--- START ---

use axum::extract::rejection::{JsonRejection, QueryRejection};
use axum::http::StatusCode;
use axum::response::{IntoResponse, Response};
use axum::Json;
use serde_json::json;
use tracing::error;

use crate::chat::ChatError;
use crate::error::Error;

/// Error returned by HTTP handlers, rendered as `{"error": "<message>"}`.
#[derive(Debug)]
pub struct ApiError {
    status: StatusCode,
    message: String,
}

impl ApiError {
    pub fn new(status: StatusCode, message: impl Into<String>) -> Self {
        Self {
            status,
            message: message.into(),
        }
    }

    pub fn bad_request(message: impl Into<String>) -> Self {
        Self::new(StatusCode::BAD_REQUEST, message)
    }

    pub fn status(&self) -> StatusCode {
        self.status
    }
}

impl From<Error> for ApiError {
    fn from(err: Error) -> Self {
        match err {
            Error::Chat(ChatError::ConversationNotFound(_)) => {
                Self::new(StatusCode::NOT_FOUND, err.to_string())
            }
            Error::Chat(_) | Error::Validation(_) => Self::bad_request(err.to_string()),
            Error::Database(sqlx::Error::RowNotFound) => Self::new(StatusCode::NOT_FOUND, "not found"),
            Error::AllProvidersFailed { .. } => {
                // Upstream causes stay in the logs.
                error!("Request failed: {}", err);
                Self::new(StatusCode::SERVICE_UNAVAILABLE, "service unavailable")
            }
            other => {
                error!("Internal error: {}", other);
                Self::new(StatusCode::INTERNAL_SERVER_ERROR, "internal server error")
            }
        }
    }
}

impl From<JsonRejection> for ApiError {
    fn from(rejection: JsonRejection) -> Self {
        Self::bad_request(rejection.body_text())
    }
}

impl From<QueryRejection> for ApiError {
    fn from(rejection: QueryRejection) -> Self {
        Self::bad_request(rejection.body_text())
    }
}

impl IntoResponse for ApiError {
    fn into_response(self) -> Response {
        (self.status, Json(json!({ "error": self.message }))).into_response()
    }
}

--- END ---

* TRY IT:
Print only these lines, please. They run from the start of the entries above to the line containing "fn into_response(self) ->", both ends included, and must match exactly.

* TASK OUTPUT:
use axum::extract::rejection::{JsonRejection, QueryRejection};
use axum::http::StatusCode;
use axum::response::{IntoResponse, Response};
use axum::Json;
use serde_json::json;
use tracing::error;

use crate::chat::ChatError;
use crate::error::Error;

/// Error returned by HTTP handlers, rendered as `{"error": "<message>"}`.
#[derive(Debug)]
pub struct ApiError {
    status: StatusCode,
    message: String,
}

impl ApiError {
    pub fn new(status: StatusCode, message: impl Into<String>) -> Self {
        Self {
            status,
            message: message.into(),
        }
    }

    pub fn bad_request(message: impl Into<String>) -> Self {
        Self::new(StatusCode::BAD_REQUEST, message)
    }

    pub fn status(&self) -> StatusCode {
        self.status
    }
}

impl From<Error> for ApiError {
    fn from(err: Error) -> Self {
        match err {
            Error::Chat(ChatError::ConversationNotFound(_)) => {
                Self::new(StatusCode::NOT_FOUND, err.to_string())
            }
            Error::Chat(_) | Error::Validation(_) => Self::bad_request(err.to_string()),
            Error::Database(sqlx::Error::RowNotFound) => Self::new(StatusCode::NOT_FOUND, "not found"),
            Error::AllProvidersFailed { .. } => {
                // Upstream causes stay in the logs.
                error!("Request failed: {}", err);
                Self::new(StatusCode::SERVICE_UNAVAILABLE, "service unavailable")
            }
            other => {
                error!("Internal error: {}", other);
                Self::new(StatusCode::INTERNAL_SERVER_ERROR, "internal server error")
            }
        }
    }
}

impl From<JsonRejection> for ApiError {
    fn from(rejection: JsonRejection) -> Self {
        Self::bad_request(rejection.body_text())
    }
}

impl From<QueryRejection> for ApiError {
    fn from(rejection: QueryRejection) -> Self {
        Self::bad_request(rejection.body_text())
    }
}

impl IntoResponse for ApiError {
    fn into_response(self) -> Response {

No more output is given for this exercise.